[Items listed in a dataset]
--- --- ---
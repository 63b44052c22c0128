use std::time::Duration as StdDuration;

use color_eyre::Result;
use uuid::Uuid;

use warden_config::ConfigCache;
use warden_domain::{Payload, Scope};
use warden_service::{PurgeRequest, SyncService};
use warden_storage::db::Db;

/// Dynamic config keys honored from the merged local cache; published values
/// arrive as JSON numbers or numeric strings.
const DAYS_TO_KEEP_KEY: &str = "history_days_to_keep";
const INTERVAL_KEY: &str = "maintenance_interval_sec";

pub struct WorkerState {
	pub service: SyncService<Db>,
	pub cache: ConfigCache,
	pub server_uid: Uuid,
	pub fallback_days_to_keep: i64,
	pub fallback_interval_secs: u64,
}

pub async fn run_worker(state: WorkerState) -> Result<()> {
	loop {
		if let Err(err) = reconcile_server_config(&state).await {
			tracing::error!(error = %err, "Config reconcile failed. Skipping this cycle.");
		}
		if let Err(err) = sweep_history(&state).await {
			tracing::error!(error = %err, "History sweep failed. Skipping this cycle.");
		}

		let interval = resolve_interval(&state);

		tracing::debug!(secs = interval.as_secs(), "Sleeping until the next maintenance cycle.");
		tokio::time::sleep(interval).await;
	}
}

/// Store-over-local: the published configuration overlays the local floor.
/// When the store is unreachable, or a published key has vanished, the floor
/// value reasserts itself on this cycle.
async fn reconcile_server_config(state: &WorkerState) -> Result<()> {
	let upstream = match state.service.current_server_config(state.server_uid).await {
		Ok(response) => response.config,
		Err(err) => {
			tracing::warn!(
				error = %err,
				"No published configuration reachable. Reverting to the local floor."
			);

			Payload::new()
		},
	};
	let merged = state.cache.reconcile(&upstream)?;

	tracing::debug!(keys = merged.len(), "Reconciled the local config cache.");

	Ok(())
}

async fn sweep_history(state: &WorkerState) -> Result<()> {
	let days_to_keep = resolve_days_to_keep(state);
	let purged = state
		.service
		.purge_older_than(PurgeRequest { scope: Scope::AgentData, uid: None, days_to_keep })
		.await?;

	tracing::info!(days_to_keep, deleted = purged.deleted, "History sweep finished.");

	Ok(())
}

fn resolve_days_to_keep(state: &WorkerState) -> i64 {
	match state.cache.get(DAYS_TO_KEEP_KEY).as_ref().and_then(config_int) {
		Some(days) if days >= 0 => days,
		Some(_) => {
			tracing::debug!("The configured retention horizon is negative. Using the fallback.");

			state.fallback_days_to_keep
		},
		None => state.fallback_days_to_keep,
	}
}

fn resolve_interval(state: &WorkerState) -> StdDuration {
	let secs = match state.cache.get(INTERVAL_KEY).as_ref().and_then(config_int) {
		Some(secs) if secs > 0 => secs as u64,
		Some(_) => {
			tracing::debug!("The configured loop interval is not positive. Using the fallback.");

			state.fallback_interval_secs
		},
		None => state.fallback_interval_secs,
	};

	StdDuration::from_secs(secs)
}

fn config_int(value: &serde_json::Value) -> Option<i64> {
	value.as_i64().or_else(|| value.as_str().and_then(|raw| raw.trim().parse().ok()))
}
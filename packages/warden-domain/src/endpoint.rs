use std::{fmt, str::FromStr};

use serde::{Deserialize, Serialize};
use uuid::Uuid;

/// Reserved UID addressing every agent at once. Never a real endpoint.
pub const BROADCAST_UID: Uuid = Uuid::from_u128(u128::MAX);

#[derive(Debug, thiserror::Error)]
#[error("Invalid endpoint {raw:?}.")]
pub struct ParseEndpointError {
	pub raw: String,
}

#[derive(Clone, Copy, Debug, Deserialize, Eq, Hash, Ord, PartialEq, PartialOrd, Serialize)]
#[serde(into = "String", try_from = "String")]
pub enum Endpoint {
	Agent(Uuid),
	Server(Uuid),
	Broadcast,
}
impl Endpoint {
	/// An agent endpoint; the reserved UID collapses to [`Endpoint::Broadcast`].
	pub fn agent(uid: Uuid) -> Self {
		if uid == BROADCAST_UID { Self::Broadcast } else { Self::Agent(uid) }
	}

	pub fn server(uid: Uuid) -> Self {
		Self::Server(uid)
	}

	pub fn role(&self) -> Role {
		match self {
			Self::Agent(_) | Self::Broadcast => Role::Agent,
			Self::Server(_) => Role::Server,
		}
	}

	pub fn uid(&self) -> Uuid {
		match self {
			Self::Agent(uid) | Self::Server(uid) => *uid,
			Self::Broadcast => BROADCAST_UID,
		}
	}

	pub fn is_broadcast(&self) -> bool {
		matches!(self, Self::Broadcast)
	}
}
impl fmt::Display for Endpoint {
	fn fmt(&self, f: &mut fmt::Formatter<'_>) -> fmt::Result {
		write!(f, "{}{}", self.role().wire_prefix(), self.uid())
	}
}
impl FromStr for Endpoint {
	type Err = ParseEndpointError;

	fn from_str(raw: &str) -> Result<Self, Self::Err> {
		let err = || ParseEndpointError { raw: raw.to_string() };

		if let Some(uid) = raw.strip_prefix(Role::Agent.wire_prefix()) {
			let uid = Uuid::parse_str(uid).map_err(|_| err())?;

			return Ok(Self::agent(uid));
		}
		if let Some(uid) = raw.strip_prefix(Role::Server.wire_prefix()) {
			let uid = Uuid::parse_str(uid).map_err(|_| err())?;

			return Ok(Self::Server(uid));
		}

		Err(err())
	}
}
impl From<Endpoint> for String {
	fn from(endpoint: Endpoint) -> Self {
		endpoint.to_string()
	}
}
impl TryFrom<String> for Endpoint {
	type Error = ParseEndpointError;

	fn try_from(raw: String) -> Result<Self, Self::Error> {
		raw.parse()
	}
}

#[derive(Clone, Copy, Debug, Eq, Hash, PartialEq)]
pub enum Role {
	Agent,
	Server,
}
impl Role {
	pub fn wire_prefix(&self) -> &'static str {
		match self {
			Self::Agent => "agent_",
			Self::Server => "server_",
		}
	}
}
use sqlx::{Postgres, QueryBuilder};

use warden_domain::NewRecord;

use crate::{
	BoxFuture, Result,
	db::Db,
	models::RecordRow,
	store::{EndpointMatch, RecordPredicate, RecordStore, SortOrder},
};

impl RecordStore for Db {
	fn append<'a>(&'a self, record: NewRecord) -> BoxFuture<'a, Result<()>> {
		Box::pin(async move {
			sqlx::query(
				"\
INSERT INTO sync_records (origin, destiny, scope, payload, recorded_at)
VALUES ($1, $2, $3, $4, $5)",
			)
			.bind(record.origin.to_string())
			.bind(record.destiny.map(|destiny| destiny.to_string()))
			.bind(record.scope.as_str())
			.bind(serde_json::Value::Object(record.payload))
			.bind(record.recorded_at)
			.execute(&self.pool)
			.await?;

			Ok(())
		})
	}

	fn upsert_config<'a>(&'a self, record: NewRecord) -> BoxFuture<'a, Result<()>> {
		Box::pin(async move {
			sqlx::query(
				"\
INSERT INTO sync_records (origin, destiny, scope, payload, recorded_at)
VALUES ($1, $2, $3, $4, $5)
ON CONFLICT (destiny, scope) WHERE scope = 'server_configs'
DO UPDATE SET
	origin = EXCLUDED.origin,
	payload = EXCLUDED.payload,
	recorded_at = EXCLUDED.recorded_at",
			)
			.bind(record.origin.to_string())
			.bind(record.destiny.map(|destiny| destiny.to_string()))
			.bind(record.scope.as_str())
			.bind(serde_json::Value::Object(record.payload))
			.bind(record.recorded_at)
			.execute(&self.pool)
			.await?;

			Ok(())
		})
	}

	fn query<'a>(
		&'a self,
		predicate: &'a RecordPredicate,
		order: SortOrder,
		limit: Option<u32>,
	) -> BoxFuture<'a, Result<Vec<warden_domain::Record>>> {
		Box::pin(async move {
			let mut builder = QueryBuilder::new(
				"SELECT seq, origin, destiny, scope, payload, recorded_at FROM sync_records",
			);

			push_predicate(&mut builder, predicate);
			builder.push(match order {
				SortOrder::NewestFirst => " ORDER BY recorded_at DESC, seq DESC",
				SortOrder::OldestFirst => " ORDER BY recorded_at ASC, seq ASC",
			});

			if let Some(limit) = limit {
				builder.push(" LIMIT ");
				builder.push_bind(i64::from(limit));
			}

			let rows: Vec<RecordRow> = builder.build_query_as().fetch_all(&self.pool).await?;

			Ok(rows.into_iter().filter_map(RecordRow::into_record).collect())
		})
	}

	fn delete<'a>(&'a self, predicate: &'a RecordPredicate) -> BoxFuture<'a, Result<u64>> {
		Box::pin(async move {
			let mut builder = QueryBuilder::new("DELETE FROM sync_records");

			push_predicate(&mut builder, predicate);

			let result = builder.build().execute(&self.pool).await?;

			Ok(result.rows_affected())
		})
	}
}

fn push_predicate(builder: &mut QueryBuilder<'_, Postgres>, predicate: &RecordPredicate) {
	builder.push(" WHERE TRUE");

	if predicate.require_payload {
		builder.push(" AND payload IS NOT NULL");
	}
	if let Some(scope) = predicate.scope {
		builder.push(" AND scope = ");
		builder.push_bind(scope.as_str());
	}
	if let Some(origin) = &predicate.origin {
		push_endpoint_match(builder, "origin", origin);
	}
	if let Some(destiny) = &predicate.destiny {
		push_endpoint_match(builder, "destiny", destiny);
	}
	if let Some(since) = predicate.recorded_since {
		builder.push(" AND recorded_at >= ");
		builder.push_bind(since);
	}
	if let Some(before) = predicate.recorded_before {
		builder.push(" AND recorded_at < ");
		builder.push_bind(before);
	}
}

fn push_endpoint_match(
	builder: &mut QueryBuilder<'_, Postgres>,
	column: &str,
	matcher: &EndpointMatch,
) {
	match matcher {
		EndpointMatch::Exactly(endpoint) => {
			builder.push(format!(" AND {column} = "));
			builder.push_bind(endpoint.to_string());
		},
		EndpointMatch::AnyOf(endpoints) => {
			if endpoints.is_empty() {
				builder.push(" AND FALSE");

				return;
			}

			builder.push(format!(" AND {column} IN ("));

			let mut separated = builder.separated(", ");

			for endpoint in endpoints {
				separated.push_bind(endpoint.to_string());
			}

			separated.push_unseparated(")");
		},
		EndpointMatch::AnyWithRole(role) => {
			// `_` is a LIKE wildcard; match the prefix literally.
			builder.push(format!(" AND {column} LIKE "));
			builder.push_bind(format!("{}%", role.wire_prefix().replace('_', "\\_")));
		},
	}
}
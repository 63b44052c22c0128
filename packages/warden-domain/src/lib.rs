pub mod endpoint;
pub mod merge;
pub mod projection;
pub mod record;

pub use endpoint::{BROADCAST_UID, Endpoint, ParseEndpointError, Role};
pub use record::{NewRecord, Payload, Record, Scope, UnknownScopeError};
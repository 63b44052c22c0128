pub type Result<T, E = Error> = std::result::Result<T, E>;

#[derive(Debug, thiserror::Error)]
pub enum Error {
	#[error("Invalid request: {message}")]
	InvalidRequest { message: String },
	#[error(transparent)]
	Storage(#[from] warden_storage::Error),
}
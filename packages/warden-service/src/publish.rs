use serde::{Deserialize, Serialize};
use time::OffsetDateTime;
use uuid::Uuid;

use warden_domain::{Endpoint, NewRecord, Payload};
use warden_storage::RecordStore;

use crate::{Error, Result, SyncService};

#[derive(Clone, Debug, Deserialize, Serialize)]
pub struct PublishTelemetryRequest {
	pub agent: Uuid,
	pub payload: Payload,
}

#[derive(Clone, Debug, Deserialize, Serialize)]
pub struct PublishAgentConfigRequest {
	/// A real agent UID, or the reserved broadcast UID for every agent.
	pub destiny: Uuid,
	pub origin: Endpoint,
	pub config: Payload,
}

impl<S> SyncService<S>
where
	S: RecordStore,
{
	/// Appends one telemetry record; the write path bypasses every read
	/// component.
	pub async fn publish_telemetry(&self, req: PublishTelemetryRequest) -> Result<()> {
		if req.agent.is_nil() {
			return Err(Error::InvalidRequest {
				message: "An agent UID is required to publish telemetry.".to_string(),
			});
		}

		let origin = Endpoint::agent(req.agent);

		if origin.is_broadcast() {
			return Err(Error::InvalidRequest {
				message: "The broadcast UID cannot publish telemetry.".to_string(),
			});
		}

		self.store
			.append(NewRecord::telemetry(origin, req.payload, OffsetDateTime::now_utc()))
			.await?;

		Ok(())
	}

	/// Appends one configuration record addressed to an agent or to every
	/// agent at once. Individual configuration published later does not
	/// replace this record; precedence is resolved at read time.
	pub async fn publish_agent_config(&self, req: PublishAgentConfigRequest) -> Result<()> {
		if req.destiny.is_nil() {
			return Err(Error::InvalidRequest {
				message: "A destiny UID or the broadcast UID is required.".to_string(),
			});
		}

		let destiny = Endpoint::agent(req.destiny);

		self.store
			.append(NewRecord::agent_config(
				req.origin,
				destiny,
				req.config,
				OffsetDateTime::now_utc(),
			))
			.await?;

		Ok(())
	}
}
--- --- ---
** Exercise **
Across the records above, show each line containing the word "Clone".

** Exercise solution **
#[derive(Clone, Copy, Debug, Deserialize, Eq, Hash, Ord, PartialEq, PartialOrd, Serialize)]
#[derive(Clone, Copy, Debug, Eq, Hash, PartialEq)]
#[derive(Clone, Debug, Deserialize, Serialize)]
#[derive(Clone, Debug, Deserialize, Serialize)]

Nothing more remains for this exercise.